Please transcribe the data exactly, with nothing left out.

╔══

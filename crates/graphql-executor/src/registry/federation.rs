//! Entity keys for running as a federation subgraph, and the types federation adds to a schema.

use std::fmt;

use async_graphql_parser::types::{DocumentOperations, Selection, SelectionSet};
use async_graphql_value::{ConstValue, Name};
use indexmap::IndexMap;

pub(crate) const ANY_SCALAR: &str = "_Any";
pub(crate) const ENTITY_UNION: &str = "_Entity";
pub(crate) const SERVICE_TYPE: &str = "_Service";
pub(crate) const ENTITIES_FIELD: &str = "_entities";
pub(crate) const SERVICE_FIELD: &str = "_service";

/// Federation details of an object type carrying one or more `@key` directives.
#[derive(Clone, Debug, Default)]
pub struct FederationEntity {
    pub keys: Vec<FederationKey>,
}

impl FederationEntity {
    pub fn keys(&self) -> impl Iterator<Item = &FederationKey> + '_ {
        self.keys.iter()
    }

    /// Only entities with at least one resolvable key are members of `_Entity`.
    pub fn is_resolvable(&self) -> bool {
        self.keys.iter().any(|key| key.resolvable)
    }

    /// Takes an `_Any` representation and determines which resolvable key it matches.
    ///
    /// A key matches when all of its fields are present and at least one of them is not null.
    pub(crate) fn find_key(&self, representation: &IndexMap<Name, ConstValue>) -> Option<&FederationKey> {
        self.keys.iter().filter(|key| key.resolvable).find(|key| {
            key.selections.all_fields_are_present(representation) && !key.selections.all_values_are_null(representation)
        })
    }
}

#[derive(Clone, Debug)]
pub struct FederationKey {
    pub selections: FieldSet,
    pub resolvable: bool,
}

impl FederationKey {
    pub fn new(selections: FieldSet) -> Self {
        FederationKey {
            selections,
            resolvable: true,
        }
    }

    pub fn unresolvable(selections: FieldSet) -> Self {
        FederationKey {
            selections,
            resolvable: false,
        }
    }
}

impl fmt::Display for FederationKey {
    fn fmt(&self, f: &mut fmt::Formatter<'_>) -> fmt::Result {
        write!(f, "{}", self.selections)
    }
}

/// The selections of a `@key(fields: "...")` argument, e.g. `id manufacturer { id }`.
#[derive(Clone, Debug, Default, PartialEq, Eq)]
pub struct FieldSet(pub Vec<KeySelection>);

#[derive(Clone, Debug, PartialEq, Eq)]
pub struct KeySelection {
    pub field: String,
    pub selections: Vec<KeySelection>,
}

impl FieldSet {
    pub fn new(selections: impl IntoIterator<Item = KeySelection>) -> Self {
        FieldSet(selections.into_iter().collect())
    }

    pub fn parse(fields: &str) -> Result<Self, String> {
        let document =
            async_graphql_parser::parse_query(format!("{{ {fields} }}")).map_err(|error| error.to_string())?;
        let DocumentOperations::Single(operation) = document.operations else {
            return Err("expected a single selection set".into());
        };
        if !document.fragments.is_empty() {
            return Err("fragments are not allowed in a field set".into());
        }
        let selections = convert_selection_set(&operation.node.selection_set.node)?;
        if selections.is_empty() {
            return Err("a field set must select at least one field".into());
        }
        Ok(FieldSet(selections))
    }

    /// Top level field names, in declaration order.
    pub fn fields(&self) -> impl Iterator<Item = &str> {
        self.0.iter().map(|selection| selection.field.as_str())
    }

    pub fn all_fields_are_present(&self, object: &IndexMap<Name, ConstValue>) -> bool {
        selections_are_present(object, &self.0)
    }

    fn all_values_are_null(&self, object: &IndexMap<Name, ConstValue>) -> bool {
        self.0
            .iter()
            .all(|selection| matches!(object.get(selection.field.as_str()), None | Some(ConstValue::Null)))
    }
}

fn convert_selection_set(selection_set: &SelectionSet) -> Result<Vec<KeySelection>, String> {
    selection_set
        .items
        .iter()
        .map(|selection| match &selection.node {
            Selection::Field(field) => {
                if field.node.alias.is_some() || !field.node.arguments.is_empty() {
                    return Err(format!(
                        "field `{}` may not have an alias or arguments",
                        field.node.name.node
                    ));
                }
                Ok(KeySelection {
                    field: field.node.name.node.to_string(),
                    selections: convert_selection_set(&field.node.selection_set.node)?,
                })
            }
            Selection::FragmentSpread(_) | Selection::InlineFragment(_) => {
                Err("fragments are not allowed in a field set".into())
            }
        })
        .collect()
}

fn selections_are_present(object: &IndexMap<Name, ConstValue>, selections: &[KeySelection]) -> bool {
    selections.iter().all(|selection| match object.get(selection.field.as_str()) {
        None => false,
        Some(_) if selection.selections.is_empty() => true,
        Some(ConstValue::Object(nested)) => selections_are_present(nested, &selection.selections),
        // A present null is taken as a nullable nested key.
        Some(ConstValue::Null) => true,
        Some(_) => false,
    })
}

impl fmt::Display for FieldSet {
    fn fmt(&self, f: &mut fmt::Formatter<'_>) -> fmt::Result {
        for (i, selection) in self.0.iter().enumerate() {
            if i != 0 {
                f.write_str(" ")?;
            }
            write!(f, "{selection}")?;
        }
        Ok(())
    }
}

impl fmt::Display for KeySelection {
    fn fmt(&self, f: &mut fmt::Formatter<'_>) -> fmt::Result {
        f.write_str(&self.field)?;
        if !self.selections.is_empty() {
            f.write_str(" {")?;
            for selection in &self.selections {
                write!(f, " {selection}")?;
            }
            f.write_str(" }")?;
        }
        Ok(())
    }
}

╚══

> ANSWER TO THIS TASK:
filename crates/graphql-executor/src/registry/federation.rs
//! Entity keys for running as a federation subgraph, and the types federation adds to a schema.

use std::fmt;

use async_graphql_parser::types::{DocumentOperations, Selection, SelectionSet};
use async_graphql_value::{ConstValue, Name};
use indexmap::IndexMap;

pub(crate) const ANY_SCALAR: &str = "_Any";
pub(crate) const ENTITY_UNION: &str = "_Entity";
pub(crate) const SERVICE_TYPE: &str = "_Service";
pub(crate) const ENTITIES_FIELD: &str = "_entities";
pub(crate) const SERVICE_FIELD: &str = "_service";

/// Federation details of an object type carrying one or more `@key` directives.
#[derive(Clone, Debug, Default)]
pub struct FederationEntity {
    pub keys: Vec<FederationKey>,
}

impl FederationEntity {
    pub fn keys(&self) -> impl Iterator<Item = &FederationKey> + '_ {
        self.keys.iter()
    }

    /// Only entities with at least one resolvable key are members of `_Entity`.
    pub fn is_resolvable(&self) -> bool {
        self.keys.iter().any(|key| key.resolvable)
    }

    /// Takes an `_Any` representation and determines which resolvable key it matches.
    ///
    /// A key matches when all of its fields are present and at least one of them is not null.
    pub(crate) fn find_key(&self, representation: &IndexMap<Name, ConstValue>) -> Option<&FederationKey> {
        self.keys.iter().filter(|key| key.resolvable).find(|key| {
            key.selections.all_fields_are_present(representation) && !key.selections.all_values_are_null(representation)
        })
    }
}

#[derive(Clone, Debug)]
pub struct FederationKey {
    pub selections: FieldSet,
    pub resolvable: bool,
}

impl FederationKey {
    pub fn new(selections: FieldSet) -> Self {
        FederationKey {
            selections,
            resolvable: true,
        }
    }

    pub fn unresolvable(selections: FieldSet) -> Self {
        FederationKey {
            selections,
            resolvable: false,
        }
    }
}

impl fmt::Display for FederationKey {
    fn fmt(&self, f: &mut fmt::Formatter<'_>) -> fmt::Result {
        write!(f, "{}", self.selections)
    }
}

/// The selections of a `@key(fields: "...")` argument, e.g. `id manufacturer { id }`.
#[derive(Clone, Debug, Default, PartialEq, Eq)]
pub struct FieldSet(pub Vec<KeySelection>);

#[derive(Clone, Debug, PartialEq, Eq)]
pub struct KeySelection {
    pub field: String,
    pub selections: Vec<KeySelection>,
}

impl FieldSet {
    pub fn new(selections: impl IntoIterator<Item = KeySelection>) -> Self {
        FieldSet(selections.into_iter().collect())
    }

    pub fn parse(fields: &str) -> Result<Self, String> {
        let document =
            async_graphql_parser::parse_query(format!("{{ {fields} }}")).map_err(|error| error.to_string())?;
        let DocumentOperations::Single(operation) = document.operations else {
            return Err("expected a single selection set".into());
        };
        if !document.fragments.is_empty() {
            return Err("fragments are not allowed in a field set".into());
        }
        let selections = convert_selection_set(&operation.node.selection_set.node)?;
        if selections.is_empty() {
            return Err("a field set must select at least one field".into());
        }
        Ok(FieldSet(selections))
    }

    /// Top level field names, in declaration order.
    pub fn fields(&self) -> impl Iterator<Item = &str> {
        self.0.iter().map(|selection| selection.field.as_str())
    }

    pub fn all_fields_are_present(&self, object: &IndexMap<Name, ConstValue>) -> bool {
        selections_are_present(object, &self.0)
    }

    fn all_values_are_null(&self, object: &IndexMap<Name, ConstValue>) -> bool {
        self.0
            .iter()
            .all(|selection| matches!(object.get(selection.field.as_str()), None | Some(ConstValue::Null)))
    }
}

fn convert_selection_set(selection_set: &SelectionSet) -> Result<Vec<KeySelection>, String> {
    selection_set
        .items
        .iter()
        .map(|selection| match &selection.node {
            Selection::Field(field) => {
                if field.node.alias.is_some() || !field.node.arguments.is_empty() {
                    return Err(format!(
                        "field `{}` may not have an alias or arguments",
                        field.node.name.node
                    ));
                }
                Ok(KeySelection {
                    field: field.node.name.node.to_string(),
                    selections: convert_selection_set(&field.node.selection_set.node)?,
                })
            }
            Selection::FragmentSpread(_) | Selection::InlineFragment(_) => {
                Err("fragments are not allowed in a field set".into())
            }
        })
        .collect()
}

fn selections_are_present(object: &IndexMap<Name, ConstValue>, selections: &[KeySelection]) -> bool {
    selections.iter().all(|selection| match object.get(selection.field.as_str()) {
        None => false,
        Some(_) if selection.selections.is_empty() => true,
        Some(ConstValue::Object(nested)) => selections_are_present(nested, &selection.selections),
        // A present null is taken as a nullable nested key.
        Some(ConstValue::Null) => true,
        Some(_) => false,
    })
}

impl fmt::Display for FieldSet {
    fn fmt(&self, f: &mut fmt::Formatter<'_>) -> fmt::Result {
        for (i, selection) in self.0.iter().enumerate() {
            if i != 0 {
                f.write_str(" ")?;
            }
            write!(f, "{selection}")?;
        }
        Ok(())
    }
}

impl fmt::Display for KeySelection {
    fn fmt(&self, f: &mut fmt::Formatter<'_>) -> fmt::Result {
        f.write_str(&self.field)?;
        if !self.selections.is_empty() {
            f.write_str(" {")?;
            for selection in &self.selections {
                write!(f, " {selection}")?;
            }
            f.write_str(" }")?;
        }
        Ok(())
    }
}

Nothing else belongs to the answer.